PROBLEM STATEMENT
Going through the data below, tally every line where the string "usize" occurs, then give only the tally.

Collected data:

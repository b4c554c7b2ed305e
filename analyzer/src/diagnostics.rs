use crate::lexer::Span;

#[derive(Debug, Clone, Copy, PartialEq, Eq)]
pub enum DiagnosticKind {
    Error,
}

#[derive(Debug, Clone, PartialEq, Eq)]
pub struct Diagnostic {
    pub kind: DiagnosticKind,
    pub message: String,
    pub span: Span,
    pub labels: Vec<Label>,
}

#[derive(Debug, Clone, PartialEq, Eq)]
pub struct Label {
    pub span: Span,
    pub message: Option<String>,
}

/// Line starts of a source string, for byte offset → (line, col) lookups.
pub struct SourceMap {
    line_starts: Vec<usize>,
}

impl SourceMap {
    pub fn new(src: &str) -> Self {
        let line_starts = std::iter::once(0)
            .chain(src.bytes().enumerate().filter(|&(_, b)| b == b'\n').map(|(i, _)| i + 1))
            .collect();
        Self { line_starts }
    }

    /// Returns (line, col), both 1-based.
    pub fn line_col(&self, byte: u32) -> (usize, usize) {
        let b = byte as usize;
        let line_idx = match self.line_starts.binary_search(&b) {
            Ok(i) => i,
            Err(i) => i.saturating_sub(1),
        };
        (line_idx + 1, b - self.line_starts[line_idx] + 1)
    }
}

/// Renders diagnostics in a stable, compiler-like text form.
///
/// ```text
/// error: expected `)`, found number
///   --> <input>:1:7 [6..7]
///   = label: 1:7 [6..7] expected `)` here
/// ```
pub fn format_diagnostics(source: &str, mut diags: Vec<Diagnostic>) -> String {
    use std::fmt::Write;

    diags.sort_by(|a, b| {
        (a.span.start, a.span.end, &a.message).cmp(&(b.span.start, b.span.end, &b.message))
    });
    let sm = SourceMap::new(source);

    let mut out = String::new();
    for d in diags {
        let (line, col) = sm.line_col(d.span.start);
        let _ = writeln!(&mut out, "error: {}", d.message);
        let _ = writeln!(
            &mut out,
            "  --> <input>:{}:{} [{}..{}]",
            line, col, d.span.start, d.span.end
        );
        for label in d.labels {
            let (line, col) = sm.line_col(label.span.start);
            let _ = writeln!(
                &mut out,
                "  = label: {}:{} [{}..{}] {}",
                line,
                col,
                label.span.start,
                label.span.end,
                label.message.unwrap_or_default()
            );
        }
    }
    out
}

SOLUTION BELOW
3